Back in June, a month after he underwent surgery to repair a torn Achilles tendon his right leg, Ravens linebacker Terrell Suggs sounded like a guy who had taken a few too many painkillers. In an interview with my colleague Mike Preston, Suggs vowed to "shock a lot of people" by returning to the football field way ahead of schedule. It sounded like crazy talk -- the ramblings of a highly confident or highly medicated man -- when Suggs said that he would return, at the latest, in late November, which was approximately seven months after he partially tore the tendon while working out in Arizona.
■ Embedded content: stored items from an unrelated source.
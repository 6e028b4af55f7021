// SPDX-FileCopyrightText: 2025 Robin Vobruba <hoijui.quaero@gmail.com>
//
// SPDX-License-Identifier: AGPL-3.0-or-later

use serde::Deserialize;

/// A member account of the institution,
/// as listed by `/account/institution/accounts`.
///
/// The upstream reports quota values in bytes
/// and `active` as a 0/1 integer.
#[derive(Deserialize, Debug, Clone, Default)]
pub struct Account {
    pub id: Option<i64>,
    pub email: Option<String>,
    pub first_name: Option<String>,
    pub last_name: Option<String>,
    pub active: Option<i64>,
    pub institution_id: Option<i64>,
    pub institution_user_id: Option<String>,
    pub group_id: Option<i64>,
    pub quota: Option<i64>,
    pub used_quota: Option<i64>,
    pub used_quota_private: Option<i64>,
    pub used_quota_public: Option<i64>,
    pub pending_quota_request: Option<bool>,
    pub maximum_file_size: Option<i64>,
    pub created_date: Option<String>,
    pub modified_date: Option<String>,
}
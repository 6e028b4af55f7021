// SPDX-FileCopyrightText: 2025 Robin Vobruba <hoijui.quaero@gmail.com>
//
// SPDX-License-Identifier: AGPL-3.0-or-later

use base64::Engine as _;
use chrono::{DateTime, NaiveDate, NaiveDateTime, Utc};
use const_format::concatcp;

/// Default user-agent of every request;
/// operators can override it in the configuration.
pub const USER_AGENT: &str = concatcp!("figsnap/", crate::VERSION);

/// Encodes a plain `user:password` credential
/// into the value of an HTTP Basic-Authorization header.
#[must_use]
pub fn basic_auth_value(credential: &str) -> String {
    format!(
        "Basic {}",
        base64::engine::general_purpose::STANDARD.encode(credential)
    )
}

/// The fan-out width used for page sweeps and enrichment pools
/// when the operator did not configure one.
#[must_use]
pub fn default_parallelism() -> usize {
    std::thread::available_parallelism().map_or(1, std::num::NonZeroUsize::get)
}

/// Normalises an upstream timestamp to a UTC instant.
///
/// The upstream usually sends `YYYY-MM-DDTHH:MM:SSZ`,
/// but bare local date-times and plain dates appear
/// in timelines and embargo fields.
#[must_use]
pub fn parse_instant(raw: &str) -> Option<DateTime<Utc>> {
    DateTime::parse_from_rfc3339(raw)
        .map(|instant| instant.with_timezone(&Utc))
        .ok()
        .or_else(|| {
            NaiveDateTime::parse_from_str(raw, "%Y-%m-%dT%H:%M:%S")
                .map(|naive| naive.and_utc())
                .ok()
        })
        .or_else(|| {
            NaiveDate::parse_from_str(raw, "%Y-%m-%d")
                .map(|date| date.and_time(chrono::NaiveTime::MIN).and_utc())
                .ok()
        })
}

#[cfg(test)]
mod tests {
    use super::*;

    #[test]
    fn basic_auth_encodes_user_pass() {
        assert_eq!(basic_auth_value("user:pass"), "Basic dXNlcjpwYXNz");
    }

    #[test]
    fn parallelism_is_at_least_one() {
        assert!(default_parallelism() >= 1);
    }

    #[test]
    fn instants_normalise_to_utc() {
        let full = parse_instant("2021-03-01T09:30:00Z").expect("rfc3339 failed");
        assert_eq!(full.to_rfc3339(), "2021-03-01T09:30:00+00:00");
        let offset = parse_instant("2021-03-01T10:30:00+01:00").expect("offset failed");
        assert_eq!(offset, full);
        let bare = parse_instant("2021-03-01T09:30:00").expect("bare failed");
        assert_eq!(bare, full);
        let date_only = parse_instant("2021-03-01").expect("date failed");
        assert_eq!(date_only.to_rfc3339(), "2021-03-01T00:00:00+00:00");
        assert_eq!(parse_instant("not a date"), None);
    }
}
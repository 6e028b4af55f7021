// SPDX-FileCopyrightText: 2025 Robin Vobruba <hoijui.quaero@gmail.com>
//
// SPDX-License-Identifier: AGPL-3.0-or-later

use std::sync::atomic::{AtomicI64, Ordering};
use strum::{Display, EnumCount, EnumIter, EnumString, IntoEnumIterator};

/// The kinds of entities that receive
/// run-stable, relational-style numeric identifiers.
#[derive(
    Debug, Display, EnumString, EnumCount, EnumIter, Clone, Copy, PartialEq, Eq, Hash,
)]
#[strum(serialize_all = "snake_case")]
pub enum EntityKind {
    Account,
    Dataset,
    Collection,
    Author,
    File,
    Category,
    CustomField,
    Timeline,
    Funding,
    PrivateLink,
    Group,
}

/// Process-wide counters that assign contiguous,
/// strictly increasing identifiers per entity kind.
///
/// The counters are shared between all workers of a run;
/// initial values have to be set before any
/// state-mutating ingestion begins.
#[derive(Debug, Default)]
pub struct IdGenerator {
    counters: [AtomicI64; EntityKind::COUNT],
}

impl IdGenerator {
    #[must_use]
    pub fn new() -> Self {
        Self::default()
    }

    /// Resets the counter for `kind` to `value`.
    /// The next call to [`Self::next`] returns `value + 1`.
    pub fn set(&self, kind: EntityKind, value: i64) {
        self.counters[kind as usize].store(value, Ordering::SeqCst);
    }

    /// Claims and returns the next identifier for `kind`.
    pub fn next(&self, kind: EntityKind) -> i64 {
        self.counters[kind as usize].fetch_add(1, Ordering::SeqCst) + 1
    }

    /// The last identifier handed out for `kind`
    /// (or the initial value, if none was handed out yet).
    #[must_use]
    pub fn current(&self, kind: EntityKind) -> i64 {
        self.counters[kind as usize].load(Ordering::SeqCst)
    }

    pub fn kinds() -> impl Iterator<Item = EntityKind> {
        EntityKind::iter()
    }
}

#[cfg(test)]
mod tests {
    use super::*;
    use std::collections::HashSet;
    use std::sync::Arc;

    #[test]
    fn ids_are_contiguous_from_initial_value() {
        let ids = IdGenerator::new();
        ids.set(EntityKind::Dataset, 100);
        assert_eq!(ids.next(EntityKind::Dataset), 101);
        assert_eq!(ids.next(EntityKind::Dataset), 102);
        assert_eq!(ids.current(EntityKind::Dataset), 102);
        // Other kinds are unaffected.
        assert_eq!(ids.current(EntityKind::Account), 0);
        assert_eq!(ids.next(EntityKind::Account), 1);
    }

    #[test]
    fn concurrent_next_yields_no_duplicates_and_no_gaps() {
        const THREADS: usize = 8;
        const PER_THREAD: usize = 250;

        let ids = Arc::new(IdGenerator::new());
        let mut handles = Vec::new();
        for _ in 0..THREADS {
            let ids = Arc::clone(&ids);
            handles.push(std::thread::spawn(move || {
                (0..PER_THREAD)
                    .map(|_| ids.next(EntityKind::Author))
                    .collect::<Vec<i64>>()
            }));
        }
        let mut seen = HashSet::new();
        for handle in handles {
            for id in handle.join().expect("worker thread panicked") {
                assert!(seen.insert(id), "duplicate id {id}");
            }
        }
        let expected: HashSet<i64> = (1..=(THREADS * PER_THREAD) as i64).collect();
        assert_eq!(seen, expected);
    }

    #[test]
    fn kinds_enumerates_every_counter() {
        assert_eq!(IdGenerator::kinds().count(), EntityKind::COUNT);
        assert_eq!(EntityKind::Account.to_string(), "account");
        assert_eq!(EntityKind::CustomField.to_string(), "custom_field");
    }
}
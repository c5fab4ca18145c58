pub mod entity;
pub mod error;
pub mod record;

pub use entity::{Entity, new_persist_id};
pub use error::{DeferError, Result};
pub use record::{Record, Records};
That would represent a remarkable comeback from an injury that takes mere mortals about one year to overcome.
But in a stunning turn of events, the reigning NFL Defensive Player of the Year returned to practice this week, was activated to the 53-man roster Saturday and started in Sunday's 43-13 loss to the Houston Texans. His return came about five and a half months after he underwent surgery. And despite Suggs, Ravens coach John Harbaugh and some of his teammates cautioning us to not expect too much too soon from the star pass rusher and edge setter, Suggs was the team's best player Sunday, making a major impact even though he was on the field for only about half of the Texans' many offensive snaps.
The Texans ran right at him on their first two plays of the game. He appeared to trip up Texans running back Arian Foster on the first one and held the edge firmly on the second, too. Later in the first quarter, Suggs didn't bite on a play-action fake and barreled into Texans quarterback Matt Schaub for a sack (he is now tied for fourth on the team in that category). By the time the game was mercifully over for the Ravens, Suggs had recorded four tackles and that sack, hit Schaub twice and knocked down a pass that he could have snatched for an interception. His sparkling return doesn't come close to putting a shine on yet another ugly performance by the reeling Ravens defense, but it was the silver lining nonetheless.
I love it when athletes say they are going to shock the world -- and I'm not saying that Suggs ever said that publicly -- as if a young woman in Rwanda or some middle-aged ice fisherman in Northern Siberia is frantically checking their mobile phones to see if the wild prediction came true. But consider the football world -- and maybe the medical community -- sufficiently shocked by what Suggs was able to do. It wasn't just that he played so soon; it was that he played so well. It seemed like the best-case scenario for the Ravens would be that Suggs would be a shadow of himself by the time the playoffs rolled around. But based on how Suggs played against a good Texans offensive line, and on how hard the 30-year-old linebacker is now willing to work to become a truly great player, the NFL better make sure his name is printed on the Pro Bowl ballots. That may sound like crazy talk, too, but Suggs, barring a setback, will get nine more games to build his resume.